UTOPIA

Throughout history, humans have been gripped by the idea of a perfect world, to be attained by revolutionary struggle or divine intervention. Fyodor Dostoyyevsky described the birth of Utopia..... “people appeared who began devising ways of bringing men together again, so that each individual, without ceasing to prize himself above all others, might not thwart any other, so that all men might live in harmony. Wars were waged for the sake of this notion. All the belligerents believed at the same time that science, wisdom, and the instinct of self-preservation would eventually compel men to unite in a rational and harmonious society, and therefore, to speed up the process. In the meantime, the “wise” strove with all expedition to destroy the “unwise” and those who failed to grasp their idea, so they might not hinder its triumph.”

The first recorded utopian proposal is Plato's Republic. Part conversation, part fictional depiction, and part policy proposal, it proposes a categorization of citizens into a rigid class structure of "golden," "silver," "bronze" and "iron" socioeconomic classes. The golden citizens are trained in a rigorous 50-year-long educational program to be benign oligarchs, the "philosopher-kings." The wisdom of these rulers will supposedly eliminate poverty and deprivation through fairly distributed resources, though the details on how to do this are unclear. The educational program for the rulers is the central notion of the proposal. It has few laws, no lawyers and rarely sends its citizens to war, but hires mercenaries from among its war-prone neighbors (these mercenaries were deliberately sent into dangerous situations in the hope that the more warlike populations of all surrounding countries will be weeded out, leaving peaceful peoples).

During the 16th century, Thomas More's book Utopia proposed an ideal society of the same name. Some readers, including utopian socialists, have chosen to accept this imaginary society as the realistic blueprint for a working nation, while others have postulated that More intended nothing of the sort.

Two modern Utopian movements have been Marxist Communism and American Neo-Liberal free market democracy.

As Dostoyyevsky pointed out, a marked feature of Utopian beliefs is the perception of history as a process, moving forward towards a perfect state. Setbacks along the way are perceived as the result of the acts of opponents or enemies, who must be destroyed if Utopia is to be attained. Typical results of this tendency have been the mass slaughter of whole classes of people perceived to be barriers to achievement of the dream in Soviet Russia and other countries – and the invasion of Middle Eastern countries by the USA aimed at establishing democracy and the “American Way”.

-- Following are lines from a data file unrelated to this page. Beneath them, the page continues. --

use serde::{Deserialize, Serialize};

/// One timestamped price/volume observation. Immutable once recorded.
#[derive(Clone, Debug, PartialEq, Serialize, Deserialize)]
pub struct PriceSnapshot {
    pub instrument_id: String,
    pub price: f64,
    pub volume: u64,
    pub recorded_at_ms: u64,
}

impl PriceSnapshot {
    pub fn new(instrument_id: impl Into<String>, price: f64, volume: u64, recorded_at_ms: u64) -> Self {
        Self {
            instrument_id: instrument_id.into(),
            price,
            volume,
            recorded_at_ms,
        }
    }
}

/// The newest snapshots of one instrument, newest first. Never empty.
#[derive(Clone, Debug, PartialEq)]
pub struct SnapshotHistory {
    pub instrument_id: String,
    recent: Vec<PriceSnapshot>,
}

impl SnapshotHistory {
    /// Returns `None` for an empty list. `recent` must already be newest first.
    pub fn new(instrument_id: impl Into<String>, recent: Vec<PriceSnapshot>) -> Option<Self> {
        if recent.is_empty() {
            return None;
        }
        Some(Self {
            instrument_id: instrument_id.into(),
            recent,
        })
    }

    pub fn latest(&self) -> &PriceSnapshot {
        &self.recent[0]
    }

    pub fn previous(&self) -> Option<&PriceSnapshot> {
        self.recent.get(1)
    }

    /// 1-based recency rank; rank 1 is the latest snapshot.
    pub fn nth_most_recent(&self, rank: usize) -> Option<&PriceSnapshot> {
        rank.checked_sub(1).and_then(|i| self.recent.get(i))
    }

    pub fn recent(&self) -> &[PriceSnapshot] {
        &self.recent
    }
}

Karl Marx, a brilliant analyst of the faults and flaws of nineteenth century laissez faire capitalism, postulated that a perfect society would be attained through the dominance of the proletariat. His idea was that the perfect Communist state would be attained by destroying the fabric of capitalism, and that revolution towards this end would inevitably pass through a number of phases, one of which he described as the Dictatorship of the Proletariat, in which a government representing the proletariat would dismantle the edifices of capitalism and prepare for the Utopia in which all men could live in harmony without the need for governments. Marx believed that revolution would break out in the western capitalist societies – but instead, the state of Russia under the last days of the degenerate Romanov dynasty, caused the armed forces and urban proletariat to rise in desperate protest. What followed does not need too much elaboration; instead of a progression to a government-free utopia, the process somehow (!) became side-tracked into the formation of one of the most repressive governmental machines seen throughout history. Russia became a dictatorship, and those many members of the proletariat who failed to see the benefits of “Communism” were brutally repressed by mass extermination amongst other means.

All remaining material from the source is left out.